Your answer should be every line of the records that contains the word "const", copied as it stands.

[Stored dataset items]
※
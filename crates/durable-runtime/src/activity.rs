// Copyright (C) 2025 SyncMyOrders Sp. z o.o.
// SPDX-License-Identifier: AGPL-3.0-or-later
//! Activity error classification.
//!
//! Activities report failures as [`ActivityError`]. The runtime applies the
//! caller's [`RetryPolicy`](crate::RetryPolicy) and, once it gives up, hands
//! the process body an [`ActivityFailure`]. Both are serializable because the
//! final outcome of every activity is written to the journal.

use std::time::Duration;

use serde::{Deserialize, Serialize};
use thiserror::Error;

/// Error type assigned to activity errors created without a classification.
pub const GENERIC_ERROR_TYPE: &str = "ActivityError";

/// Error type reported for start-to-close timeouts.
pub const TIMEOUT_ERROR_TYPE: &str = "StartToCloseTimeout";

/// Failure of a single activity attempt.
#[derive(Debug, Clone, PartialEq, Eq, Error, Serialize, Deserialize)]
#[serde(tag = "kind", rename_all = "camelCase")]
pub enum ActivityError {
    /// Error raised by the activity implementation
    #[error("{message}")]
    Application {
        /// Classification matched against `non_retryable_error_types`
        error_type: String,
        /// Human readable cause
        message: String,
        /// Set by the activity to bypass retries regardless of policy
        non_retryable: bool,
    },

    /// Attempt exceeded its start-to-close timeout
    #[error("attempt timed out after {timeout_ms}ms")]
    Timeout {
        /// Configured timeout
        timeout_ms: u64,
    },
}

impl ActivityError {
    /// Unclassified, retryable error.
    pub fn retryable(message: impl Into<String>) -> Self {
        Self::application(GENERIC_ERROR_TYPE, message)
    }

    /// Classified error; retryability is decided by the caller's policy.
    pub fn application(error_type: impl Into<String>, message: impl Into<String>) -> Self {
        ActivityError::Application {
            error_type: error_type.into(),
            message: message.into(),
            non_retryable: false,
        }
    }

    /// Classified error that is never retried.
    pub fn non_retryable(error_type: impl Into<String>, message: impl Into<String>) -> Self {
        ActivityError::Application {
            error_type: error_type.into(),
            message: message.into(),
            non_retryable: true,
        }
    }

    pub fn timeout(after: Duration) -> Self {
        ActivityError::Timeout {
            timeout_ms: u64::try_from(after.as_millis()).unwrap_or(u64::MAX),
        }
    }

    pub fn error_type(&self) -> &str {
        match self {
            ActivityError::Application { error_type, .. } => error_type,
            ActivityError::Timeout { .. } => TIMEOUT_ERROR_TYPE,
        }
    }

    pub fn is_non_retryable(&self) -> bool {
        matches!(
            self,
            ActivityError::Application {
                non_retryable: true,
                ..
            }
        )
    }
}

/// Terminal failure of an activity after the retry policy gave up.
#[derive(Debug, Clone, PartialEq, Eq, Error, Serialize, Deserialize)]
#[serde(tag = "kind", rename_all = "camelCase")]
pub enum ActivityFailure {
    /// Stopped at the first non-retryable error
    #[error("{activity} failed with non-retryable {} after {attempts} attempt(s): {source}", .source.error_type())]
    NonRetryable {
        /// Activity name
        activity: String,
        /// Attempts made
        attempts: u32,
        /// Error of the last attempt
        source: ActivityError,
    },

    /// Attempt budget used up
    #[error("{activity} exhausted {attempts} attempt(s): {source}")]
    RetriesExhausted {
        /// Activity name
        activity: String,
        /// Attempts made
        attempts: u32,
        /// Error of the last attempt
        source: ActivityError,
    },
}

impl ActivityFailure {
    pub fn attempts(&self) -> u32 {
        match self {
            ActivityFailure::NonRetryable { attempts, .. }
            | ActivityFailure::RetriesExhausted { attempts, .. } => *attempts,
        }
    }

    pub fn last_error(&self) -> &ActivityError {
        match self {
            ActivityFailure::NonRetryable { source, .. }
            | ActivityFailure::RetriesExhausted { source, .. } => source,
        }
    }
}

/// Outcome of an activity as seen by the process body.
pub type ActivityResult<T> = std::result::Result<T, ActivityFailure>;

#[cfg(test)]
mod tests {
    use super::*;

    #[test]
    fn test_error_types() {
        assert_eq!(ActivityError::retryable("x").error_type(), GENERIC_ERROR_TYPE);
        assert_eq!(
            ActivityError::timeout(Duration::from_secs(10)).error_type(),
            TIMEOUT_ERROR_TYPE
        );
        let err = ActivityError::non_retryable("IdentityVerificationFailed", "bad id");
        assert_eq!(err.error_type(), "IdentityVerificationFailed");
        assert!(err.is_non_retryable());
        assert_eq!(err.to_string(), "bad id");
    }

    #[test]
    fn test_failure_display() {
        let failure = ActivityFailure::NonRetryable {
            activity: "ValidateWithSupplier".to_string(),
            attempts: 1,
            source: ActivityError::non_retryable("IdentityVerificationFailed", "bad id"),
        };
        assert_eq!(
            failure.to_string(),
            "ValidateWithSupplier failed with non-retryable IdentityVerificationFailed after 1 attempt(s): bad id"
        );
        assert_eq!(failure.attempts(), 1);

        let failure = ActivityFailure::RetriesExhausted {
            activity: "DisablePayments".to_string(),
            attempts: 3,
            source: ActivityError::timeout(Duration::from_secs(10)),
        };
        assert_eq!(
            failure.to_string(),
            "DisablePayments exhausted 3 attempt(s): attempt timed out after 10000ms"
        );
    }

    #[test]
    fn test_failure_survives_journal_encoding() {
        let outcome: ActivityResult<String> = Err(ActivityFailure::RetriesExhausted {
            activity: "SendReminder".to_string(),
            attempts: 3,
            source: ActivityError::retryable("smtp unavailable"),
        });
        let encoded = serde_json::to_value(&outcome).unwrap();
        let decoded: ActivityResult<String> = serde_json::from_value(encoded).unwrap();
        assert_eq!(decoded, outcome);
    }
}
※
§ **Written solution**:
pub const GENERIC_ERROR_TYPE: &str = "ActivityError";
pub const TIMEOUT_ERROR_TYPE: &str = "StartToCloseTimeout";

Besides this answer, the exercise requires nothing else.